The issue in this case is whether there was evidence to warrant submission to the jury of the special question, whether plaintiff’s injury, for which he seeks benefits under defendant’s policy, was one which did not arise out of or in the course of his employment so as to come within the coverage. Defendant’s exceptions were transferred by Dunfey, J.
Plaintiff was employed at Homestead Woolen Mills, Inc. which for the benefit of its employees carried a group insurance policy with the defendant. The policy covers disabilities *30from injuries only if they do “not arise out of or in the course of employment” so as to be covered by workmen’s compensation.
The disability for which benefits are sought by plaintiff arises out of a ruptured disc which was excised on January 19, 1965. Being covered under one policy or the other depending upon where his injury occurred he was on the horns of a dilemma. This could have been avoided however by joining the two claims for trial of the common issue of fact. Perkins v. Associates, 100 N.H. 247, 123 A.2d 825 (1956). Plaintiff, however, made claim for workmen’s compensation claiming the injury arose out of and in the course of his employment. The claim was contested and finally was resolved by a lump-sum settlement the agreement for which contained the statement that “[i]t being uncertain as to whether the cause of injury was an accident or was an accident arising out of the course of business of the employer, the parties agree to compromise the disputed claim for compensation . . . . ” Plaintiff then pursued his claim against this defendant under its policy. The jury, in answer to a special question, found that plaintiffs injury did not arise out of or in the course of his employment, an issue on which, the jury had been instructed the plaintiff had the burden of proof.
Although the fact that plaintiff made a claim for workmen’s compensation would be admissible as an inconsistent claim (Bellavance v. Company, 99 N.H. 10, 104 A.2d 882 ( 1954 )) the acceptance of the lump-sum settlement would not be a bar to this action since only common-law actions against the employer and his workmen’s compensation carrier are barred by the acceptance of compensation. Cf. Brooks v. Legasse, 111 N.H. 126, 276 A.2d 480 (1971).
It appears from the evidence that during the summer and early fall of 1964 plaintiff had been employed at Homestead at work which involved lifting and moving rolls of cloth and had not had any trouble with his back. Late in August he assisted someone move an automobile which had rolled over a “little embankment” following which he “could hardly breathe for about ten minutes”. He testified he began having backaches in the late summer and early fall when he drove *31over a half hour at a time and had to use a pillow at his back which would “ache pretty bad”.

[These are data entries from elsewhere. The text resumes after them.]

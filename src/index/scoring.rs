//! Scoring and ranking for match queries

use std::collections::BTreeMap;

use ordered_float::OrderedFloat;

use crate::models::{DocumentId, ScoredDocument};

/// BM25 parameters
pub const BM25_K1: f32 = 1.2;
pub const BM25_B: f32 = 0.75;

/// Compute BM25 score for a term in one field of a document
///
/// # Arguments
/// * `tf` - Term frequency in the field
/// * `df` - Document frequency (how many documents contain the term in this field)
/// * `total_docs` - Total number of documents in the index
/// * `field_len` - Length of the field (in tokens)
/// * `avg_field_len` - Average length of this field across documents
///
/// # Returns
/// BM25 relevance score
pub fn bm25_score(tf: f32, df: f32, total_docs: f32, field_len: f32, avg_field_len: f32) -> f32 {
    // Inverse document frequency, kept positive by the +1
    let idf = ((total_docs - df + 0.5) / (df + 0.5) + 1.0).ln();

    let avg = if avg_field_len > 0.0 { avg_field_len } else { 1.0 };
    let norm = 1.0 - BM25_B + BM25_B * (field_len / avg);

    idf * (tf * (BM25_K1 + 1.0)) / (tf + BM25_K1 * norm)
}

/// Order accumulated scores: descending score, then ascending id.
pub fn rank(scores: BTreeMap<DocumentId, f32>) -> Vec<ScoredDocument> {
    let mut ranked: Vec<ScoredDocument> = scores
        .into_iter()
        .map(|(doc_id, score)| ScoredDocument::new(doc_id, score))
        .collect();
    ranked.sort_by(|a, b| {
        OrderedFloat(b.score)
            .cmp(&OrderedFloat(a.score))
            .then_with(|| a.doc_id.cmp(&b.doc_id))
    });
    ranked
}

#[cfg(test)]
mod tests {
    use super::*;

    #[test]
    fn test_bm25_score() {
        let score = bm25_score(5.0, 10.0, 1000.0, 100.0, 100.0);
        assert!(score > 0.0);

        // Higher TF should give higher score (with same other params)
        let score1 = bm25_score(1.0, 10.0, 1000.0, 100.0, 100.0);
        let score2 = bm25_score(5.0, 10.0, 1000.0, 100.0, 100.0);
        assert!(score2 > score1);

        // Lower DF (rarer term) should give higher score
        let score1 = bm25_score(5.0, 100.0, 1000.0, 100.0, 100.0);
        let score2 = bm25_score(5.0, 10.0, 1000.0, 100.0, 100.0);
        assert!(score2 > score1);

        // Shorter field with the same TF should give higher score
        let short = bm25_score(1.0, 1.0, 10.0, 2.0, 5.0);
        let long = bm25_score(1.0, 1.0, 10.0, 8.0, 5.0);
        assert!(short > long);
    }

    #[test]
    fn test_bm25_single_document_index_is_positive() {
        assert!(bm25_score(1.0, 1.0, 1.0, 2.0, 2.0) > 0.0);
        assert!(bm25_score(1.0, 1.0, 1.0, 2.0, 0.0).is_finite());
    }

    #[test]
    fn test_rank_breaks_ties_by_id() {
        let mut scores = BTreeMap::new();
        scores.insert("b".to_string(), 1.0);
        scores.insert("c".to_string(), 2.0);
        scores.insert("a".to_string(), 1.0);

        let ids: Vec<String> = rank(scores).into_iter().map(|r| r.doc_id).collect();
        assert_eq!(ids, vec!["c", "a", "b"]);
    }
}
use std::fs::{File, OpenOptions};
use std::io::{Read, Seek, SeekFrom, Write};
use std::path::{Path, PathBuf};

use crc32fast::Hasher;
use parking_lot::Mutex;
use serde::{Deserialize, Serialize};

use crate::error::{IndexError, Result};

/// Leading byte of every record, bumped if the record layout changes
const RECORD_VERSION: u8 = 1;
const HEADER_LEN: u64 = 9;

/// Pointer to a record inside the blob log.
#[derive(Debug, Clone, Copy, PartialEq, Eq, Serialize, Deserialize)]
pub struct BlobPointer {
    pub offset: u64,
    pub len: u32,
    pub crc32: u32,
}

/// Append-only log holding archived field sets.
///
/// Record format:
/// - u8 record version
/// - u32 payload length (little endian)
/// - u32 crc32 of payload (little endian)
/// - raw payload bytes
///
/// Replaced archives stay in the log; only the catalog pointer moves.
pub struct BlobLog {
    path: PathBuf,
    file: Mutex<File>,
}

fn checksum(payload: &[u8]) -> u32 {
    let mut hasher = Hasher::new();
    hasher.update(payload);
    hasher.finalize()
}

impl BlobLog {
    pub fn open(path: impl AsRef<Path>) -> Result<Self> {
        let path = path.as_ref().to_path_buf();
        if let Some(parent) = path.parent() {
            std::fs::create_dir_all(parent)?;
        }

        let file = OpenOptions::new()
            .create(true)
            .read(true)
            .append(true)
            .open(&path)?;

        Ok(Self {
            path,
            file: Mutex::new(file),
        })
    }

    /// Append a payload and return its pointer.
    pub fn append(&self, payload: &[u8]) -> Result<BlobPointer> {
        let len = u32::try_from(payload.len())
            .map_err(|_| IndexError::InvalidPayload("document too large to archive".to_string()))?;
        let crc32 = checksum(payload);

        let mut record = Vec::with_capacity(HEADER_LEN as usize + payload.len());
        record.push(RECORD_VERSION);
        record.extend_from_slice(&len.to_le_bytes());
        record.extend_from_slice(&crc32.to_le_bytes());
        record.extend_from_slice(payload);

        let mut file = self.file.lock();
        let offset = file.seek(SeekFrom::End(0))?;
        file.write_all(&record)?;
        file.flush()?;

        Ok(BlobPointer { offset, len, crc32 })
    }

    /// Read a payload given its pointer, validating header and checksum.
    pub fn read(&self, ptr: BlobPointer) -> Result<Vec<u8>> {
        let mut file = self.file.lock();
        file.seek(SeekFrom::Start(ptr.offset))?;

        let mut header = [0u8; HEADER_LEN as usize];
        file.read_exact(&mut header)?;
        if header[0] != RECORD_VERSION {
            return Err(IndexError::StorageUnavailable(format!(
                "unknown archive record version {} at offset {} of {}",
                header[0],
                ptr.offset,
                self.path.display()
            )));
        }
        let len = u32::from_le_bytes([header[1], header[2], header[3], header[4]]);
        let stored_crc = u32::from_le_bytes([header[5], header[6], header[7], header[8]]);

        if len != ptr.len {
            return Err(IndexError::StorageUnavailable(format!(
                "archive length mismatch: expected {}, found {}",
                ptr.len, len
            )));
        }

        let mut payload = vec![0u8; len as usize];
        file.read_exact(&mut payload)?;

        let crc = checksum(&payload);
        if crc != stored_crc || crc != ptr.crc32 {
            return Err(IndexError::StorageUnavailable(
                "archive checksum mismatch (corrupt record)".to_string(),
            ));
        }

        Ok(payload)
    }

    /// Flush written records to stable storage.
    pub fn sync(&self) -> Result<()> {
        self.file.lock().sync_data()?;
        Ok(())
    }

    /// Current size of the log in bytes
    pub fn size(&self) -> Result<u64> {
        Ok(self.file.lock().metadata()?.len())
    }
}
use std::collections::BTreeMap;

use crate::models::{Field, FieldKind, FieldValue};
use crate::tokenizer::Tokenizer;

/// Terms of one (field name, kind) instance of a document
#[derive(Clone, Debug, Default, PartialEq, Eq)]
pub struct FieldTerms {
    /// Token count across every occurrence of the field
    pub length: u32,
    pub frequencies: BTreeMap<String, u32>,
}

/// Every posting a document contributes, keyed by field instance
#[derive(Clone, Debug, Default, PartialEq, Eq)]
pub struct AnalyzedDocument {
    pub fields: BTreeMap<(String, FieldKind), FieldTerms>,
}

impl AnalyzedDocument {
    /// Run the analysis chain over flattened fields.
    ///
    /// Text occurrences contribute their tokens (or their exact value when no
    /// token survives); numbers and date-times contribute one literal term.
    pub fn analyze(tokenizer: &Tokenizer, fields: &[Field]) -> Self {
        let mut out = Self::default();
        for field in fields {
            let entry = out
                .fields
                .entry((field.name.clone(), field.kind()))
                .or_default();
            match &field.value {
                FieldValue::Text(text) => {
                    for (term, tf) in tokenizer.compute_term_frequencies(text) {
                        entry.length += tf;
                        *entry.frequencies.entry(term).or_insert(0) += tf;
                    }
                }
                FieldValue::Number(_) | FieldValue::DateTime(_) => {
                    entry.length += 1;
                    *entry.frequencies.entry(field.literal_term()).or_insert(0) += 1;
                }
            }
        }
        out
    }

    /// Every distinct term of the document
    pub fn terms(&self) -> impl Iterator<Item = &String> {
        self.fields.values().flat_map(|f| f.frequencies.keys())
    }

    /// (field name, length) for each text field instance
    pub fn text_lengths(&self) -> impl Iterator<Item = (&str, u32)> {
        self.fields
            .iter()
            .filter(|((_, kind), _)| *kind == FieldKind::Text)
            .map(|((name, _), terms)| (name.as_str(), terms.length))
    }
}

#[cfg(test)]
mod tests {
    use super::*;
    use crate::config::TokenizerConfig;

    #[test]
    fn test_multi_valued_text_accumulates() {
        let tokenizer = Tokenizer::new(&TokenizerConfig::default());
        let fields = vec![
            Field::text("tags", "rust"),
            Field::text("tags", "rust search"),
            Field::text("title", "the"),
        ];
        let analyzed = AnalyzedDocument::analyze(&tokenizer, &fields);

        let tags = &analyzed.fields[&("tags".to_string(), FieldKind::Text)];
        assert_eq!(tags.length, 3);
        assert_eq!(tags.frequencies.get("rust"), Some(&2));

        // Stopword-only value is kept as an exact term
        let title = &analyzed.fields[&("title".to_string(), FieldKind::Text)];
        assert_eq!(title.frequencies.get("the"), Some(&1));
    }

    #[test]
    fn test_numbers_post_their_literal() {
        let tokenizer = Tokenizer::new(&TokenizerConfig::default());
        let fields = vec![Field::new(
            "views",
            FieldValue::Number(serde_json::Number::from(3)),
        )];
        let analyzed = AnalyzedDocument::analyze(&tokenizer, &fields);
        let views = &analyzed.fields[&("views".to_string(), FieldKind::Number)];
        assert_eq!(views.frequencies.get("3"), Some(&1));
        assert_eq!(analyzed.text_lengths().count(), 0);
    }
}
pub mod document;
pub mod search;

pub use document::{
    rfc3339_nano, DocumentId, DocumentView, Field, FieldKind, FieldValue, Posting, PostingList,
    StoredField, TermPostings,
};
pub use search::{ScoredDocument, SearchHit, SearchRequest, SearchResults};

He experienced no difficulty at his work before he was laid off during October and November. When he returned to work he was required to lift heavier rolls of cloth than before “which increased my [his] backache”. He saw a doctor in early December and was operated on in January.

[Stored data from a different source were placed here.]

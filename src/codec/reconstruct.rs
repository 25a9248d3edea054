//! Stored field list → client-facing field mapping

use std::collections::HashMap;

use serde_json::{Map, Value};
use tracing::warn;

use crate::config::ReconstructPolicy;
use crate::error::{IndexError, Result};
use crate::models::{rfc3339_nano, FieldValue, StoredField};

/// Group stored fields by name and convert them back to JSON values.
///
/// Groups appear in first-seen order and values keep their archive order.
/// A name seen once maps to its bare value, a repeated name maps to an array.
pub fn reconstruct(stored: &[StoredField], policy: ReconstructPolicy) -> Result<Map<String, Value>> {
    let mut groups: Vec<(String, Vec<Value>)> = Vec::new();
    let mut slots: HashMap<&str, usize> = HashMap::new();

    for field in stored {
        let Some(value) = decode_value(field, policy)? else {
            continue;
        };
        match slots.get(field.name.as_str()) {
            Some(&slot) => groups[slot].1.push(value),
            None => {
                slots.insert(field.name.as_str(), groups.len());
                groups.push((field.name.clone(), vec![value]));
            }
        }
    }

    let mut out = Map::with_capacity(groups.len());
    for (name, mut values) in groups {
        let value = if values.len() == 1 {
            values.remove(0)
        } else {
            Value::Array(values)
        };
        out.insert(name, value);
    }
    Ok(out)
}

fn decode_value(field: &StoredField, policy: ReconstructPolicy) -> Result<Option<Value>> {
    let Some(decoded) = field.decode() else {
        return match policy {
            ReconstructPolicy::DropInvalid => {
                warn!(
                    field = %field.name,
                    kind = ?field.kind,
                    "dropping stored value that no longer decodes"
                );
                Ok(None)
            }
            ReconstructPolicy::Strict => Err(IndexError::StorageUnavailable(format!(
                "stored {:?} value of field '{}' is malformed",
                field.kind, field.name
            ))),
        };
    };

    let value = match decoded.value {
        FieldValue::Text(s) => Value::String(s),
        FieldValue::Number(n) => Value::Number(n),
        FieldValue::DateTime(dt) => Value::String(rfc3339_nano(&dt)),
    };
    Ok(Some(value))
}

#[cfg(test)]
mod tests {
    use super::*;
    use crate::codec::flatten;
    use crate::models::FieldKind;
    use serde_json::json;

    fn stored_of(value: Value) -> Vec<StoredField> {
        let Value::Object(map) = value else {
            panic!("expected object");
        };
        flatten(&map).iter().map(|f| f.to_stored()).collect()
    }

    #[test]
    fn test_single_values_map_directly() {
        let stored = stored_of(json!({"title": "red fox", "views": 3}));
        let fields = reconstruct(&stored, ReconstructPolicy::DropInvalid).unwrap();
        assert_eq!(Value::Object(fields), json!({"title": "red fox", "views": 3}));
    }

    #[test]
    fn test_repeated_names_become_ordered_arrays() {
        let stored = stored_of(json!({"tags": ["x", "y"], "n": [1, 2.5]}));
        let fields = reconstruct(&stored, ReconstructPolicy::DropInvalid).unwrap();
        assert_eq!(fields["tags"], json!(["x", "y"]));
        assert_eq!(fields["n"], json!([1, 2.5]));
    }

    #[test]
    fn test_groups_keep_first_seen_order() {
        let stored = vec![
            StoredField { name: "b".into(), kind: FieldKind::Text, encoded: "1".into() },
            StoredField { name: "a".into(), kind: FieldKind::Text, encoded: "2".into() },
            StoredField { name: "b".into(), kind: FieldKind::Text, encoded: "3".into() },
        ];
        let fields = reconstruct(&stored, ReconstructPolicy::DropInvalid).unwrap();
        let names: Vec<&String> = fields.keys().collect();
        assert_eq!(names, vec!["b", "a"]);
        assert_eq!(fields["b"], json!(["1", "3"]));
    }

    #[test]
    fn test_datetimes_render_as_rfc3339_utc() {
        let stored = stored_of(json!({"at": "2024-01-02T05:04:05.250+02:00"}));
        let fields = reconstruct(&stored, ReconstructPolicy::DropInvalid).unwrap();
        assert_eq!(fields["at"], json!("2024-01-02T03:04:05.25Z"));
    }

    #[test]
    fn test_malformed_number_is_dropped_by_default() {
        let stored = vec![
            StoredField { name: "n".into(), kind: FieldKind::Number, encoded: "1".into() },
            StoredField { name: "n".into(), kind: FieldKind::Number, encoded: "not-a-number".into() },
            StoredField { name: "t".into(), kind: FieldKind::Text, encoded: "kept".into() },
        ];
        let fields = reconstruct(&stored, ReconstructPolicy::DropInvalid).unwrap();
        assert_eq!(Value::Object(fields), json!({"n": 1, "t": "kept"}));
    }

    #[test]
    fn test_malformed_number_fails_under_strict_policy() {
        let stored = vec![StoredField {
            name: "n".into(),
            kind: FieldKind::Number,
            encoded: "1e".into(),
        }];
        let err = reconstruct(&stored, ReconstructPolicy::Strict).unwrap_err();
        assert!(matches!(err, IndexError::StorageUnavailable(_)));
    }
}
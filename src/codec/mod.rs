//! Field codec: flattening raw JSON documents into typed fields and
//! reassembling stored fields into a field mapping.

mod flatten;
mod reconstruct;

pub use flatten::{flatten, PATH_SEPARATOR};
pub use reconstruct::reconstruct;
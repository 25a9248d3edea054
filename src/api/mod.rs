mod handlers;
mod router;
pub mod types;

pub use handlers::{status_for, ApiError};
pub use router::{create_router, AppState};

In a signed statement made in connection with his workmen’s compensation claim he stated that he couldn’t “remember any one day that I injured my back, but I didn’t fall, and the only thing I can think was that I injured my back lifting”. He said in the same statement that he told his foremen “shortly after I came back to work in November, that my back was sore”. He said that he remembered one day late in November or early December when he thought he had wrenched his back. There was no medical testimony at the trial but a medical report which was introduced as an exhibit at the trial includes the statement that “patient states that he hurt his back while lifting at work” followed by the doctor’s opinion that plaintiffs condition was the result of the accident described by the patient. In his notice of injury filed in connection with his compensation claim plaintiff stated that the place of accident was at Homestead and that he was not used to the heavy lifting he was required to do after being laid off and that it was “just too much to do but I did it anyway”.
The disability for which benefits are claimed resulted from a ruptured disc. Although there was evidence of backache prior to the time he “wrenched his back at work” we do not think that “the common experiences and observations of mankind” (Richards v. Rizzi, 99 N.H. 327, 328, 110 A.2d 275, 276 (1954); Dunham v. Stone, 96 N.H. 138, 140, 71 A.2d 412, 414 (1950)) would permit a finding, without expert testimony, that the rupture of the disc did not occur while plaintiff was at work. Bentley v. Adams, 100 N.H. 377, 128 A.2d 202 (1956). The difficulty with the plaintiffs contention is that not all backaches or sore backs result from ruptured discs. We are of the opinion that expert testimony was essential in this case to permit a nonspeculative finding that the earlier backache was the result of a ruptured disc and that *32the disc rupture did not occur on the job. Bentley v. Adams supra. It was error to submit the issue to the jury.
Judgment for defendant.
Griffith, J., did not sit; the others concurred.